- Born: Edward Nicholas Raymond Stargardt 1962 (age 63–64) Melbourne, Australia
- Occupations: Historian and academic
- Title: Professor of Modern European History
- Children: 1
- Awards: PEN Hessell-Tiltman Prize (2016)

Academic background
- Education: Hills Road Sixth Form College
- Alma mater: King's College, Cambridge

Academic work
- Discipline: History
- Sub-discipline: History of Germany; Political history; Military history; Intellectual history;
- Institutions: King's College, Cambridge Royal Holloway, University of London Magdalen College, Oxford
- Notable works: The German War (2015)

= Nicholas Stargardt =

Australian historian (born 1962)

Edward Nicholas Raymond Stargardt (born 1962) is an Australian historian. He is Professor of Modern European History at the University of Oxford and a Tutorial Fellow in History at Magdalen College.

Stargardt is the son of a German-Jewish father and Australian mother. He was born in Melbourne, Australia, and lived in Australia, Japan, England and Germany. He was educated at Hills Road Sixth Form College in Cambridge and earned his BA and PhD at King's College, Cambridge, staying on for a research fellowship there. He held a lectureship at Royal Holloway, University of London before moving to Magdalen College in 1999. In 2011 the university awarded him the Title of Distinction of Professor of Modern European History. He is currently vice president of Magdalen College.
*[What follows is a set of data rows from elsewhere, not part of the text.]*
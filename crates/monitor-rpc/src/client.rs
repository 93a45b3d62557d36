// Copyright 2026 The Aura Sentinel Authors.
// This file is part of aura-sentinel.

// aura-sentinel is free software: you can redistribute it and/or modify
// it under the terms of the GNU General Public License as published by
// the Free Software Foundation, either version 3 of the License, or
// (at your option) any later version.

// aura-sentinel is distributed in the hope that it will be useful,
// but WITHOUT ANY WARRANTY; without even the implied warranty of
// MERCHANTABILITY or FITNESS FOR A PARTICULAR PURPOSE.  See the
// GNU General Public License for more details.

// You should have received a copy of the GNU General Public License
// along with aura-sentinel.  If not, see <http://www.gnu.org/licenses/>.

//! An HTTP JSON-RPC 2.0 client for the upstream node, with the node's
//! transport hiccups absorbed by [`crate::retry::call_with_endless_retry`].

use ethereum_types::Address;
use serde::{Deserialize, Serialize};
use serde_json::Value;

use monitor_types::RawBlock;

use crate::abi;
use crate::error::RpcError;
use crate::retry::call_with_endless_retry;

/// Reads the monitor needs from an Aura-speaking JSON-RPC endpoint.
///
/// `get_block_by_*` return `Ok(None)` for a null response (block not yet
/// known to the node); whether that absence is expected or a fault is a
/// policy question for the caller, not this trait.
pub trait NodeRpc {
    fn block_number(&self) -> Result<u64, RpcError>;
    fn get_block_by_number(&self, number: u64) -> Result<Option<RawBlock>, RpcError>;
    fn get_block_by_hash(&self, hash: ethereum_types::H256) -> Result<Option<RawBlock>, RpcError>;

    /// Reads the validator contract's `getEpochStartHeights()`.
    fn get_epoch_start_heights(&self, contract: Address) -> Result<Vec<u64>, RpcError>;

    /// Reads the validator contract's `getValidators(uint256)` at a given
    /// epoch start height.
    fn get_validators(&self, contract: Address, epoch_start_height: u64) -> Result<Vec<Address>, RpcError>;
}

#[derive(Serialize)]
struct JsonRpcRequest<'a> {
    jsonrpc: &'a str,
    method: &'a str,
    params: Value,
    id: u64,
}

#[derive(Deserialize)]
struct JsonRpcResponse {
    result: Option<Value>,
    error: Option<JsonRpcErrorObject>,
}

#[derive(Deserialize)]
struct JsonRpcErrorObject {
    code: i64,
    message: String,
}

pub struct HttpRpcClient {
    uri: String,
    http: reqwest::blocking::Client,
}

impl HttpRpcClient {
    pub fn new(uri: impl Into<String>) -> Self {
        HttpRpcClient {
            uri: uri.into(),
            http: reqwest::blocking::Client::new(),
        }
    }

    fn call_once(&self, method: &str, params: Value) -> Result<Value, RpcError> {
        let request = JsonRpcRequest {
            jsonrpc: "2.0",
            method,
            params,
            id: 1,
        };
        let response = self
            .http
            .post(&self.uri)
            .json(&request)
            .send()
            .map_err(|e| RpcError::Transport(e.to_string()))?;

        if !response.status().is_success() {
            let status = response.status();
            // Server errors are usually transient (node restarting, behind a
            // load balancer that's unhealthy); client errors are not.
            return if status.is_server_error() {
                Err(RpcError::Transport(format!("http status {status}")))
            } else {
                Err(RpcError::Protocol(format!("http status {status}")))
            };
        }

        let body: JsonRpcResponse = response
            .json()
            .map_err(|e| RpcError::Transport(format!("invalid JSON-RPC envelope: {e}")))?;

        if let Some(error) = body.error {
            return Err(RpcError::Protocol(format!(
                "({}) {}",
                error.code, error.message
            )));
        }
        body.result
            .ok_or_else(|| RpcError::Decode("missing both result and error".to_string()))
    }

    fn call_with_retry(&self, method: &str, params: Value) -> Result<Value, RpcError> {
        call_with_endless_retry(|| self.call_once(method, params.clone()))
    }

    fn eth_call(&self, to: Address, data: Vec<u8>) -> Result<Vec<u8>, RpcError> {
        let params = serde_json::json!([
            { "to": to, "data": format!("0x{}", hex_encode(&data)) },
            "latest",
        ]);
        let result = self.call_with_retry("eth_call", params)?;
        let hex = result
            .as_str()
            .ok_or_else(|| RpcError::Decode("eth_call result was not a string".to_string()))?;
        hex_decode(hex).map_err(|e| RpcError::Decode(format!("eth_call return data: {e}")))
    }

    fn get_block(&self, method: &str, id: Value) -> Result<Option<RawBlock>, RpcError> {
        let params = serde_json::json!([id, true]);
        let value = self.call_with_retry(method, params)?;
        if value.is_null() {
            return Ok(None);
        }
        serde_json::from_value(value)
            .map(Some)
            .map_err(|e| RpcError::Decode(format!("{method}: {e}")))
    }
}

impl NodeRpc for HttpRpcClient {
    fn block_number(&self) -> Result<u64, RpcError> {
        let value = self.call_with_retry("eth_blockNumber", serde_json::json!([]))?;
        let hex = value
            .as_str()
            .ok_or_else(|| RpcError::Decode("eth_blockNumber result was not a string".to_string()))?;
        u64::from_str_radix(hex.trim_start_matches("0x"), 16)
            .map_err(|e| RpcError::Decode(format!("eth_blockNumber: {e}")))
    }

    fn get_block_by_number(&self, number: u64) -> Result<Option<RawBlock>, RpcError> {
        self.get_block("eth_getBlockByNumber", serde_json::json!(format!("0x{number:x}")))
    }

    fn get_block_by_hash(&self, hash: ethereum_types::H256) -> Result<Option<RawBlock>, RpcError> {
        self.get_block("eth_getBlockByHash", serde_json::json!(hash))
    }

    fn get_epoch_start_heights(&self, contract: Address) -> Result<Vec<u64>, RpcError> {
        let data = self.eth_call(contract, abi::encode_get_epoch_start_heights())?;
        abi::decode_epoch_start_heights(&data)
    }

    fn get_validators(&self, contract: Address, epoch_start_height: u64) -> Result<Vec<Address>, RpcError> {
        let data = self.eth_call(contract, abi::encode_get_validators(epoch_start_height))?;
        abi::decode_validators(&data)
    }
}

fn hex_encode(bytes: &[u8]) -> String {
    use std::fmt::Write;
    let mut out = String::with_capacity(bytes.len() * 2);
    for byte in bytes {
        write!(out, "{byte:02x}").unwrap();
    }
    out
}

fn hex_decode(s: &str) -> Result<Vec<u8>, std::num::ParseIntError> {
    let s = s.trim_start_matches("0x");
    (0..s.len())
        .step_by(2)
        .map(|i| u8::from_str_radix(&s[i..i + 2], 16))
        .collect()
}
He is the author of The German Idea of Militarism: Radical and Socialist Critics (1994), an intellectual and political history of anti-militarist movements in Germany before the First World War, and of Witnesses of War: Children’s Lives under the Nazis (2005), which offered the first social history of Nazi Germany in the Second World War through the eyes of children. His 2015 book, The German War, explores the attitudes of German citizens during the Second World War. The book won the 2016 PEN Hessell-Tiltman Prize.
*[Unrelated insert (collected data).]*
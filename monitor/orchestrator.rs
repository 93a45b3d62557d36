// Copyright 2026 The Aura Sentinel Authors.
// This file is part of aura-sentinel.

// aura-sentinel is free software: you can redistribute it and/or modify
// it under the terms of the GNU General Public License as published by
// the Free Software Foundation, either version 3 of the License, or
// (at your option) any later version.

// aura-sentinel is distributed in the hope that it will be useful,
// but WITHOUT ANY WARRANTY; without even the implied warranty of
// MERCHANTABILITY or FITNESS FOR A PARTICULAR PURPOSE.  See the
// GNU General Public License for more details.

// You should have received a copy of the GNU General Public License
// along with aura-sentinel.  If not, see <http://www.gnu.org/licenses/>.

//! Wires the block fetcher and the three fault detectors into one per-tick
//! procedure: refresh epochs, sync new blocks, fan the newly accepted blocks
//! out to the reporters, persist state and flush report writes as a single
//! all-or-nothing unit.

use std::collections::HashMap;
use std::path::{Path, PathBuf};

use ethereum_types::H256;

use monitor_db::{BlockStore, TickTransaction};
use monitor_reporters::{EquivocationReporter, OfflineReporter, SkipReporter};
use monitor_rpc::NodeRpc;
use monitor_sync::{BlockFetcher, BlockFetcherStateV1, InitialBlockResolver};
use monitor_types::{decode_step, Header};
use monitor_validators::{EpochFetcher, PrimaryOracle, ValidatorDefinitionRange};

use crate::app_state::{store_offline_reporter_state, store_skip_reporter_state};
use crate::error::TickError;
use crate::reports::{self, PendingReport};

pub struct Orchestrator {
    rpc: Box<dyn NodeRpc>,
    db: BlockStore,
    oracle: PrimaryOracle,
    epoch_fetcher: EpochFetcher,
    skip_reporter: SkipReporter,
    offline_reporter: OfflineReporter,
    fetcher_state: BlockFetcherStateV1,
    initial_block_resolver: InitialBlockResolver,
    max_reorg_depth: u64,
    max_blocks_per_tick: u64,
    step_duration_seconds: u64,
    report_dir: PathBuf,
    /// Full headers seen by this process, keyed by hash, used to assemble
    /// the equivocation report's RLP-encoded header pair. Not persisted: a
    /// block inserted in a previous process lifetime and never re-synced
    /// this run won't have its bytes available here.
    header_cache: HashMap<H256, Header>,
}

pub struct OrchestratorConfig {
    pub ranges: Vec<ValidatorDefinitionRange>,
    pub skip_reporter: SkipReporter,
    pub offline_reporter: OfflineReporter,
    pub fetcher_state: BlockFetcherStateV1,
    pub initial_block_resolver: InitialBlockResolver,
    pub max_reorg_depth: u64,
    pub max_blocks_per_tick: u64,
    pub step_duration_seconds: u64,
    pub report_dir: PathBuf,
}

impl Orchestrator {
    pub fn new(rpc: Box<dyn NodeRpc>, db: BlockStore, config: OrchestratorConfig) -> Self {
        let (oracle, epoch_fetcher) = monitor_validators::build_from_ranges(&config.ranges);
        Orchestrator {
            rpc,
            db,
            oracle,
            epoch_fetcher,
            skip_reporter: config.skip_reporter,
            offline_reporter: config.offline_reporter,
            fetcher_state: config.fetcher_state,
            initial_block_resolver: config.initial_block_resolver,
            max_reorg_depth: config.max_reorg_depth,
            max_blocks_per_tick: config.max_blocks_per_tick,
            step_duration_seconds: config.step_duration_seconds,
            report_dir: config.report_dir,
            header_cache: HashMap::new(),
        }
    }

    /// Runs one tick: refresh epochs, sync new blocks, fan them out to the
    /// reporters, persist state, and commit the lot as one transaction.
    /// Report files are only written to disk once that commit succeeds, so
    /// a crash or I/O failure anywhere in the tick can at worst cost an
    /// already-decided report — it can never cause one to be re-emitted on
    /// the next run. Returns the number of newly inserted blocks.
    pub fn tick(&mut self) -> Result<u64, TickError> {
        monitor_validators::refresh(&mut self.oracle, &mut self.epoch_fetcher, self.rpc.as_ref())?;

        let mut newly_inserted = Vec::new();
        let mut pending_reports = Vec::new();

        {
            let tick = self.db.begin_tick()?;

            {
                let mut fetcher = BlockFetcher::new(
                    self.rpc.as_ref(),
                    &tick,
                    self.max_reorg_depth,
                    self.initial_block_resolver,
                    self.fetcher_state.clone(),
                );
                fetcher.fetch_and_insert_new_blocks(
                    self.max_blocks_per_tick,
                    self.oracle.max_height,
                    |header| newly_inserted.push(header.clone()),
                )?;
                if let Ok(progress) = fetcher.sync_progress() {
                    log::debug!("sync progress: {:.1}%", progress * 100.0);
                }
                self.fetcher_state = fetcher.state();
            }

            // Every branch the fetcher inserted this tick already wrote its
            // own state blob into this same transaction (see
            // `BlockFetcher::insert_branch`); this call covers the
            // remaining case, a backward walk that made progress but isn't
            // complete yet, where `currentBranch` grew without anything
            // being inserted into `blocks` at all.
            tick.store_blob(
                monitor_sync::BLOCK_FETCHER_STATE_BLOB_NAME,
                &serde_json::to_vec(&monitor_sync::BlockFetcherState::V1(self.fetcher_state.clone()))
                    .expect("state serialization cannot fail"),
            )?;

            for header in &newly_inserted {
                self.header_cache.insert(header.hash, header.clone());
                on_new_block(
                    header,
                    &tick,
                    &mut self.skip_reporter,
                    &mut self.offline_reporter,
                    &self.oracle,
                    &self.report_dir,
                    self.step_duration_seconds,
                    &self.header_cache,
                    &mut pending_reports,
                )?;
            }

            store_skip_reporter_state(&tick, self.skip_reporter.state())?;
            store_offline_reporter_state(&tick, self.offline_reporter.state())?;

            tick.commit()?;
        }

        reports::flush(&pending_reports).map_err(TickError::ReportIo)?;

        Ok(newly_inserted.len() as u64)
    }
}

/// Fans one newly accepted block out to the three reporters, buffering
/// whatever report files result instead of writing them — the caller only
/// flushes them to disk once the whole tick's transaction has committed.
/// Takes its fields individually rather than `&mut Orchestrator` so it can
/// run while `tick` still holds its own borrow of `Orchestrator::db`.
#[allow(clippy::too_many_arguments)]
fn on_new_block(
    header: &Header,
    tick: &TickTransaction<'_>,
    skip_reporter: &mut SkipReporter,
    offline_reporter: &mut OfflineReporter,
    oracle: &PrimaryOracle,
    report_dir: &Path,
    step_duration: u64,
    header_cache: &HashMap<H256, Header>,
    pending_reports: &mut Vec<PendingReport>,
) -> Result<(), TickError> {
    let step = decode_step(header).map_err(|e| TickError::RpcFault(e.to_string()))?;

    let mut built = Vec::new();
    skip_reporter.on_block(header, step, oracle, &mut |(primary, proposal)| {
        built.push(reports::build_skip_report(report_dir, primary, proposal.step, step_duration));
        offline_reporter.on_skip(primary, proposal, oracle, &mut |(validator, missed_steps)| {
            built.push(reports::build_offline_report(report_dir, validator, missed_steps));
        });
    });
    pending_reports.extend(built);

    let reporter = EquivocationReporter::new(tick);
    let mut conflicting_hashes = None;
    reporter
        .on_block(header, &mut |hashes| conflicting_hashes = Some(hashes))
        .map_err(|e| TickError::RpcFault(e.to_string()))?;

    if let Some(hashes) = conflicting_hashes {
        let proposer = monitor_types::recover_proposer(header)
            .map_err(|e| TickError::RpcFault(e.to_string()))?;
        let headers: Vec<Header> = hashes
            .iter()
            .filter_map(|hash| header_cache.get(hash).cloned())
            .collect();
        if headers.len() < hashes.len() {
            log::warn!(
                "equivocation detected for {:?} but only {}/{} conflicting headers are in this process's cache",
                proposer,
                headers.len(),
                hashes.len()
            );
        }
        pending_reports.push(reports::build_equivocation_report(report_dir, proposer, &headers));
    }

    Ok(())
}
Stargardt appears as a commentator in the BBC Four series Lost Home Movies of Nazi Germany (also shown on Netflix in 2023).

==Personal life==
Stargardt has a son with fellow historian Lyndal Roper. His partner is Fernanda Pirie, Professor of the Anthropology of Law at St Cross College, Oxford.

==Bibliography==
- The German Idea of Militarism: Radical and Socialist Critics 1866–1914, 1994, Cambridge. ISBN 9780521466929
- Witnesses of War: Children's Lives under the Nazis, Jonathan Cape, 2005, ISBN 0-224-06479-7.
- The German War: A Nation Under Arms, 1939–1945, Bodley Head/Basic Books, 2015.